@OCCOM BILL,
In the first place the world is not free. A very large part of it continues to suffer with primitive or restrictive economic, political and social/cultural systems: many developed or fast-developing nations have huge unresolved political issues involving the free chioices of their citizens and other ethnic and related issues that bear some similarity to the racial issues of our own that we are still working to overcome.
In the second place, the part of the world that is (mostly) free is not united. There is no acknowledged "leader of the free world". That might have been a meaningful appelation during the height of the Cold War when (mostly) democratic and developed nations were locked in a very serious struggle with a totalitarian Soviet Socialist system that was once bent on worldwide expansion. However, that struggle and the bipolar character of much of the world that accompanied it is now gone, and very little of the former Western unity that opposed it remains. Barack Obama is the elected president of the United States, not the free world or anything else.

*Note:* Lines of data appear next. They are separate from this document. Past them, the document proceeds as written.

/// A VF is ready once the parent's `virtfn<N>` link resolves to a device that
/// exposes a render node.
fn vf_ready(parent_dir: &Path, vf_index: u64) -> bool {
    let link = parent_dir.join(format!("virtfn{vf_index}"));
    let target = match fs::read_link(&link) {
        Ok(target) => target,
        Err(_) => return false,
    };
    let vf_dir = match target.file_name() {
        Some(name) => parent_dir.parent().map(|p| p.join(name)),
        None => None,
    };
    let vf_dir = match vf_dir {
        Some(dir) => dir,
        None => return false,
    };
    match fs::read_dir(vf_dir.join("drm")) {
        Ok(entries) => entries
            .flatten()
            .any(|e| e.file_name().to_string_lossy().starts_with("renderD")),
        Err(_) => false,
    }
}

#[cfg(test)]
mod tests {
    use super::*;
    use crate::device::{device_uid, DeviceType};
    use std::os::unix::fs::symlink;

    fn flex_pf(addr: &str, sysfs: &Path) -> Device {
        let dev = Device {
            uid: device_uid(addr, "0x56c0"),
            pci_address: addr.to_string(),
            model_id: "0x56c0".to_string(),
            device_type: DeviceType::Gpu,
            memory_mib: 14248,
            millicores: 1000,
            max_vfs: 16,
            tiles: 1,
            ..Default::default()
        };
        let dir = sysfs
            .join("bus/pci/drivers/i915")
            .join(addr);
        fs::create_dir_all(&dir).unwrap();
        fs::write(dir.join("sriov_numvfs"), "0\n").unwrap();
        dev
    }

    fn manager(sysfs: &Path) -> SriovManager {
        SriovManager::new(sysfs.to_path_buf(), 3, Duration::from_millis(10))
    }

    fn plan(parent: &Device, profiles: &[&str]) -> ProvisionPlan {
        ProvisionPlan {
            parent: parent.clone(),
            vfs: profiles
                .iter()
                .enumerate()
                .map(|(i, p)| VfSpec {
                    vf_index: i as u64,
                    profile: p.to_string(),
                })
                .collect(),
        }
    }

    fn materialize_vf(sysfs: &Path, parent: &str, index: u64) {
        let driver = sysfs.join("bus/pci/drivers/i915");
        let vf_addr = format!("{}.{}", &parent[..parent.len() - 2], index + 1);
        let vf_dir = driver.join(&vf_addr);
        fs::create_dir_all(vf_dir.join(format!("drm/renderD{}", 129 + index))).unwrap();
        symlink(
            format!("../{vf_addr}"),
            driver.join(parent).join(format!("virtfn{index}")),
        )
        .unwrap();
    }

    fn no_cancel() -> (watch::Sender<bool>, watch::Receiver<bool>) {
        watch::channel(false)
    }

    #[test]
    fn plan_indices_must_be_contiguous() {
        let tmp = tempfile::tempdir().unwrap();
        let pf = flex_pf("0000:03:00.0", tmp.path());

        let mut bad = plan(&pf, &["flex170_m2", "flex170_m2"]);
        bad.vfs[1].vf_index = 3;
        assert!(SriovManager::validate_plan(&bad).is_err());

        bad.vfs[1].vf_index = 0;
        assert!(SriovManager::validate_plan(&bad).is_err());

        let good = plan(&pf, &["flex170_m2", "flex170_m2"]);
        assert!(SriovManager::validate_plan(&good).is_ok());
    }

    #[test]
    fn mixing_fair_share_and_named_profiles_fails() {
        let tmp = tempfile::tempdir().unwrap();
        let pf = flex_pf("0000:03:00.0", tmp.path());
        let mixed = plan(&pf, &["flex170_m2", FAIR_SHARE_PROFILE]);
        let err = SriovManager::validate_plan(&mixed).unwrap_err();
        assert!(matches!(
            err,
            DriverError::Provisioning {
                kind: ProvisioningFailure::ProfileMix,
                ..
            }
        ));
    }

    #[test]
    fn homogeneous_leftover_fills_to_profile_count() {
        let tmp = tempfile::tempdir().unwrap();
        let pf = flex_pf("0000:03:00.0", tmp.path());
        let mut p = plan(&pf, &["flex170_m2"]);
        SriovManager::fill_leftover(&mut p);
        assert_eq!(p.vfs.len(), 2);
        assert_eq!(p.vfs[1].vf_index, 1);
        assert!(p.vfs.iter().all(|v| v.profile == "flex170_m2"));
    }

    #[test]
    fn heterogeneous_leftover_fills_greedily() {
        let tmp = tempfile::tempdir().unwrap();
        let pf = flex_pf("0000:03:00.0", tmp.path());
        let mut p = plan(&pf, &["flex170_m2", "flex170_m4"]);
        SriovManager::fill_leftover(&mut p);
        // 14248 - 7124 - 3562 leaves room for exactly one more m4.
        assert_eq!(p.vfs.len(), 3);
        assert_eq!(p.vfs[2].profile, "flex170_m4");
        assert_eq!(p.vfs[2].vf_index, 2);
    }

    #[tokio::test]
    async fn preconfigure_writes_split_quotas() {
        let tmp = tempfile::tempdir().unwrap();
        let mut pf = flex_pf("0000:03:00.0", tmp.path());
        pf.tiles = 2;
        let mgr = manager(tmp.path());

        let p = plan(&pf, &["flex170_m2", "flex170_m2"]);
        mgr.preconfigure(&p).unwrap();

        let dir = tmp
            .path()
            .join("bus/pci/drivers/i915/0000:03:00.0/prelim_iov");
        for vf in ["vf1", "vf2"] {
            for gt in ["gt0", "gt1"] {
                let gt_dir = dir.join(vf).join(gt);
                let lmem: u64 = fs::read_to_string(gt_dir.join("lmem_quota"))
                    .unwrap()
                    .trim()
                    .parse()
                    .unwrap();
                assert_eq!(lmem, 7124 * MIB / 2);
                let doorbells: u64 = fs::read_to_string(gt_dir.join("doorbells_quota"))
                    .unwrap()
                    .trim()
                    .parse()
                    .unwrap();
                assert_eq!(doorbells, 60);
                let contexts: u64 = fs::read_to_string(gt_dir.join("contexts_quota"))
                    .unwrap()
                    .trim()
                    .parse()
                    .unwrap();
                assert_eq!(contexts, 512);
            }
        }
        let auto = fs::read_to_string(dir.join("pf/auto_provisioning")).unwrap();
        assert_eq!(auto.trim(), "0");
    }

    #[tokio::test]
    async fn provision_succeeds_when_vfs_appear() {
        let tmp = tempfile::tempdir().unwrap();
        let pf = flex_pf("0000:03:00.0", tmp.path());
        let mgr = manager(tmp.path());

        materialize_vf(tmp.path(), "0000:03:00.0", 0);
        materialize_vf(tmp.path(), "0000:03:00.0", 1);

        let (_keep_open, cancel) = no_cancel();
        let p = plan(&pf, &["flex170_m2", "flex170_m2"]);
        mgr.provision(&p, &cancel).await.unwrap();
        assert_eq!(mgr.pf_state(&pf.uid), PfState::Provisioned);

        let numvfs = fs::read_to_string(
            tmp.path().join("bus/pci/drivers/i915/0000:03:00.0/sriov_numvfs"),
        )
        .unwrap();
        assert_eq!(numvfs.trim(), "2");
    }

    #[tokio::test]
    async fn provision_tears_down_when_vfs_missing() {
        let tmp = tempfile::tempdir().unwrap();
        let pf = flex_pf("0000:03:00.0", tmp.path());
        let mgr = manager(tmp.path());

        let (_keep_open, cancel) = no_cancel();
        let p = plan(&pf, &["flex170_m2", "flex170_m2"]);
        let err = mgr.provision(&p, &cancel).await.unwrap_err();
        assert!(matches!(
            err,
            DriverError::Provisioning {
                kind: ProvisioningFailure::VfValidateFailed,
                ..
            }
        ));
        assert_eq!(mgr.pf_state(&pf.uid), PfState::Unconfigured);

        let dir = tmp.path().join("bus/pci/drivers/i915/0000:03:00.0");
        assert_eq!(fs::read_to_string(dir.join("sriov_numvfs")).unwrap().trim(), "0");
        // Quotas were zeroed and auto-provisioning restored.
        let lmem = fs::read_to_string(dir.join("prelim_iov/vf1/gt0/lmem_quota")).unwrap();
        assert_eq!(lmem.trim(), "0");
        let auto = fs::read_to_string(dir.join("prelim_iov/pf/auto_provisioning")).unwrap();
        assert_eq!(auto.trim(), "1");
    }

    #[tokio::test]
    async fn dismantle_times_out_on_lingering_links() {
        let tmp = tempfile::tempdir().unwrap();
        let pf = flex_pf("0000:03:00.0", tmp.path());
        let mgr = manager(tmp.path());

        // A link that never goes away: nothing removes it in this test.
        materialize_vf(tmp.path(), "0000:03:00.0", 0);

        let err = mgr.remove_all_vfs(&pf).await.unwrap_err();
        assert!(matches!(
            err,
            DriverError::Provisioning {
                kind: ProvisioningFailure::DismantleTimeout,
                ..
            }
        ));
    }

    #[tokio::test]
    async fn cancellation_still_runs_teardown() {
        let tmp = tempfile::tempdir().unwrap();
        let pf = flex_pf("0000:03:00.0", tmp.path());
        let mgr = manager(tmp.path());

        let (tx, rx) = watch::channel(true);
        let p = plan(&pf, &["flex170_m2", "flex170_m2"]);
        let err = mgr.provision(&p, &rx).await.unwrap_err();
        drop(tx);
        assert!(matches!(err, DriverError::Internal(_)));

        // numvfs was reset as part of the teardown.
        let numvfs = fs::read_to_string(
            tmp.path().join("bus/pci/drivers/i915/0000:03:00.0/sriov_numvfs"),
        )
        .unwrap();
        assert_eq!(numvfs.trim(), "0");
    }
}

If history teaches us anything it is to be skeptical of charismatic leaders who appeal to the unfulfilled wishes of those whom they use to form the basis of their political power. I am not suggesting that President Obama is a dangerous socialist or any of that nonsense. Only reminding you that Napoleon, Lenin, Stalin, Mao and the Rev James Jones were once hailed as transormational leaders who would redeem the institutions they took over and fulfill the hopes of those whom they later destroyed. Some obvious examples influence the world today, from Hugo Chavez to the leaders of Iran and others. The public reactions to which you refer, however widespread, are most certainly not a reliable indicator of the beneficial change that is hoped for.
There certainly is an important element of truth in what you described as follows;
Quote: I think it is flat out fantastic that the world's only remaining "superpower", has demonstrated the sense of fair play incumbent in electing "a skinny black kid with a funny name." I don't think it can be overstated.
However, I think you will acknowledge there are other mor prosaic, less flattering and equally accurate ways of describing the same process. We just don't yet know which will prove accurate in the long run.